Surrogate markers of cholesterol metabolism in children with native liver after successful portoenterostomy for biliary atresia.

OBJECTIVE

Cholestasis gradually ensues after portoenterostomy for biliary atresia (BA) and may deteriorate liver function. Cholesterol metabolism and its relationships with serum markers of liver function were evaluated in children living with native liver after successful portoenterostomy for BA.

METHODS

Serum lipids, noncholesterol sterol ratios to cholesterol, that is, surrogate markers of cholesterol metabolism, and liver function were cross-sectionally studied in 17 consecutive children after successful (postoperative bilirubin <20 micromol/L) portoenterostomy for BA with native liver and a mean age of 5.2 years.
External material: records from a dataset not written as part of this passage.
//! Per-channel frame processing loop.
//!
//! Reads text frames from one job channel, classifies them through the
//! [`router`](jobsync_core::router), and hands every resulting update to
//! the [`UpdateSink`]. Unparseable frames are logged and skipped.

use futures::StreamExt;
use jobsync_core::router::classify_on_channel;
use jobsync_core::JobId;
use tokio_util::sync::CancellationToken;

use crate::client::{FrameStream, TransportError};
use crate::hub::UpdateSink;

/// How a channel's frame loop ended.
#[derive(Debug)]
pub enum ChannelExit {
    /// A terminal message for the channel's own job was delivered.
    Settled,
    /// The channel was untracked.
    Cancelled,
    /// The remote side closed the stream.
    RemoteClosed,
    /// The stream broke.
    Errored(TransportError),
}

/// Process frames until the job settles, the channel is cancelled, or
/// the stream ends.
///
/// Cancellation is checked before every frame so that nothing read
/// after an untrack reaches the sink.
pub async fn process_frames(
    frames: &mut FrameStream,
    job_id: &JobId,
    sink: &dyn UpdateSink,
    cancel: &CancellationToken,
) -> ChannelExit {
    loop {
        let next = tokio::select! {
            biased;
            _ = cancel.cancelled() => return ChannelExit::Cancelled,
            next = frames.next() => next,
        };

        match next {
            Some(Ok(text)) => {
                if handle_frame(&text, job_id, sink) {
                    return ChannelExit::Settled;
                }
            }
            Some(Err(e)) => return ChannelExit::Errored(e),
            None => return ChannelExit::RemoteClosed,
        }
    }
}

/// Classify and deliver one frame. Returns `true` when the frame was a
/// terminal update for the channel's own job.
fn handle_frame(text: &str, job_id: &JobId, sink: &dyn UpdateSink) -> bool {
    match classify_on_channel(text, job_id) {
        Ok(event) => {
            let settles_channel = event.status.is_terminal() && &event.job_id == job_id;
            let message_job_id = event.job_id.clone();
            let status = event.status;
            let outcome = sink.deliver(event);
            tracing::debug!(
                job_id = %message_job_id,
                %status,
                ?outcome,
                "Channel update reconciled",
            );
            settles_channel
        }
        Err(e) => {
            tracing::warn!(
                job_id = %job_id,
                error = %e,
                raw_message = %text,
                "Failed to parse channel message",
            );
            false
        }
    }
}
The results were compared with healthy age-matched controls.

RESULTS

Mean serum total and low-density lipoprotein cholesterol and campesterol ratio were 18%, 43%, and 26% less than those of controls, respectively (P < .01 for all). Despite low serum cholesterol and campesterol (marker of cholesterol absorption) levels, serum lathosterol (marker of cholesterol synthesis) was decreased by 34% (P < .0001) from control levels and reflected serum prealbumin (r = 0.666) and cholestanol (r = -0.515, P < .05 for both). Cholestanol, twice higher than those of controls (P < .0001), reflected abnormally high serum alkaline phosphatase, glutamyl transferase, and bile acids (r = 0.558-0.711, P < .05). Serum campesterol was inversely related with lathosterol (r = -0.238, P < .05) in controls, but not in patients (r = -0.039).

CONCLUSIONS

Children living with native liver after portoenterostomy for BA are inclined to low serum concentration and absorption of cholesterol. Cholesterol homeostasis was disturbed so that low cholesterol absorption was not associated with compensatory increase in cholesterol synthesis that decreased together with worsening of cholestasis.